Cette collection de textes, ouverte par une conversation avec Jean Starobinski, interroge donc ce qu'il en est de la pratique de l'essai considéré à la fois et souvent dans un même mouvement dans le registre de l'écriture philosophique ou littéraire et dans celui de l'image animée, embrassée largement, c'est-à-dire aussi bien du point de vue du cinéma que de l'art vidéo, de la salle donc que du musée. Ainsi, Michel de Montaigne et Theodor W. Ardono (1) donc, mais aussi Walter Benjamin, Robert Musil, Jean-Jacques Rousseau, etc. dialoguent avec Chris Marker et Jean-Luc Godard, souvent évoqués comme les praticiens exemplaires de l'essai cinématographique, ou encore Arnaud Des Pallières, Tariq Teguia et tant d'autres cinéastes importants pour lesquels le cinéma est une recherche, une expérimentation qui jamais ne peut s'arrêter sur l'une ou l'autre de ses trouvailles, mais doit au contraire se saisir de ses propres résultats pour continuer de chercher toujours. A noter également, un texte de Nicole Brenez consacré à Marcel Hannoun, cinéaste et auteur d'un recueil de textes brefs et saisissants — Cinéma cinéaste, publié chez Yellow Now — et qui permet de nourrir une pensée de la libération à partir de la pratique filmique.

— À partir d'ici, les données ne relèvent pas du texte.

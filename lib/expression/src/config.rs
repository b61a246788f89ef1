use serde::Deserialize;

#[derive(Debug, Deserialize, Clone, Copy, PartialEq)]
#[serde(default)]
pub struct Limits {
    /// Parentheses and unary signs that may be open at once
    pub max_depth: usize,
    /// Unary and binary operators in one expression
    pub max_operators: usize,
}

impl Limits {
    /// Tallest tree the parser can build within these limits
    pub fn max_height(&self) -> usize {
        self.max_operators + 1
    }
}

impl Default for Limits {
    fn default() -> Self {
        Limits {
            max_depth: 64,
            max_operators: 1024,
        }
    }
}
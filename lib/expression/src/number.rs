use std::fmt;

use crate::error::ExpressionError;

#[derive(Debug, Clone, Copy, PartialEq)]
pub enum Number {
    Int(i64),
    Float(f64),
}

macro_rules! checked_op {
    ( $f: ident, $checked: ident, $op: tt ) => {
        pub fn $f(self, rhs: Self) -> Result<Number, ExpressionError> {
            match (self, rhs) {
                (Self::Int(l), Self::Int(r)) => match l.$checked(r) {
                    Some(v) => Ok(Self::Int(v)),
                    None => Self::finite(l as f64 $op r as f64),
                },
                (l, r) => Self::finite(l.as_float() $op r.as_float()),
            }
        }
    };
}

impl Number {
    pub fn as_float(self) -> f64 {
        match self {
            Self::Int(i) => i as f64,
            Self::Float(f) => f,
        }
    }

    pub fn is_zero(self) -> bool {
        match self {
            Self::Int(i) => i == 0,
            Self::Float(f) => f == 0.0,
        }
    }

    /// Rejects infinities and NaN so no non-finite value ever escapes
    pub(crate) fn finite(f: f64) -> Result<Number, ExpressionError> {
        if f.is_finite() {
            Ok(Self::Float(f))
        } else {
            Err(ExpressionError::Overflow)
        }
    }

    /// Reads a literal that the lexer has already validated as
    /// `digits` or `digits.digits`
    pub(crate) fn from_literal(literal: &str) -> Result<Number, ExpressionError> {
        if !literal.contains('.') {
            if let Ok(i) = literal.parse::<i64>() {
                return Ok(Self::Int(i));
            }
        }
        literal
            .parse::<f64>()
            .map_err(|_| ExpressionError::Overflow)
            .and_then(Self::finite)
    }

    checked_op!(checked_add, checked_add, +);
    checked_op!(checked_sub, checked_sub, -);
    checked_op!(checked_mul, checked_mul, *);

    /// True division, always yielding a float
    pub fn checked_div(self, rhs: Self) -> Result<Number, ExpressionError> {
        if rhs.is_zero() {
            return Err(ExpressionError::DivisionByZero);
        }
        Self::finite(self.as_float() / rhs.as_float())
    }

    pub fn checked_neg(self) -> Result<Number, ExpressionError> {
        match self {
            Self::Int(i) => match i.checked_neg() {
                Some(v) => Ok(Self::Int(v)),
                None => Self::finite(-(i as f64)),
            },
            Self::Float(f) => Ok(Self::Float(-f)),
        }
    }
}

/// Shortest round-trip form with a two-digit signed exponent outside
/// `1e-4 <= |v| < 1e16`, and a trailing ".0" on integral values.
fn write_float(f: &mut fmt::Formatter<'_>, v: f64) -> fmt::Result {
    let sci = format!("{:e}", v);
    let (mantissa, exponent) = match sci.split_once('e') {
        Some((mantissa, exponent)) => match exponent.parse::<i32>() {
            Ok(exponent) => (mantissa, exponent),
            Err(_) => return write!(f, "{:?}", v),
        },
        None => return write!(f, "{:?}", v),
    };

    if (-4..16).contains(&exponent) {
        let plain = v.to_string();
        if plain.contains('.') {
            write!(f, "{}", plain)
        } else {
            write!(f, "{}.0", plain)
        }
    } else {
        let sign = if exponent < 0 { '-' } else { '+' };
        write!(f, "{}e{}{:02}", mantissa, sign, exponent.abs())
    }
}

impl fmt::Display for Number {
    fn fmt(&self, f: &mut fmt::Formatter<'_>) -> fmt::Result {
        match self {
            Self::Int(i) => write!(f, "{}", i),
            Self::Float(v) => write_float(f, *v),
        }
    }
}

Le deuxième trait remarquable de ce volume est assurément que les études rassemblées ici sont ponctuées d'analyses critiques, courtes et focalisées sur des oeuvres particulières, ce qui est une manière de rappeler que la pensée du cinéma en général, et de l'essai en particulier, ne peut faire l'économie d'une fréquentation directe des films et des pratiques. Il n'y a pas de structure ou de détermination a priori de l'essai, qui s'imposerait extérieurement à des films dont il pourrait guider le déploiement. Bien au contraire, chaque cinéaste doit redécouvrir l'essai intégralement pour lui-même, à chaque film, et ce n'est du reste que par ce chemin qu'il peut enrichir la compréhension que nous pouvons en avoir. Car il n'y a que par l'essai que l'essai peut se donner à penser. Tenter de dire ce qu'il en est de l'essai, c'est, d'une manière ou d'une autre, le mettre en oeuvre et le découvrir par ses actes. Il est donc nécessaire et déterminant de se tourner vers ce que peuvent produire les gestes mêmes des essais cinématographiques, et de pouvoir les considérer pour eux-mêmes et en eux-mêmes. Yervant Gianikian et Angela Ricci Lucchi (2), Noël Pujol, Pierre Créton et plusieurs autres produisent l'essai et donc le donnent à penser à travers leurs films, ce qu'une écriture critique, soucieuse de faire apparaître les opérations qu'ils mettent en œuvre, doit mettre en évidence dans un mouvement de reprise et de relance. Ce qui est fixer in fine un sens beau et noble à la critique cinématographique, à qui il appartient aussi, chemin faisant, de transformer l'essai.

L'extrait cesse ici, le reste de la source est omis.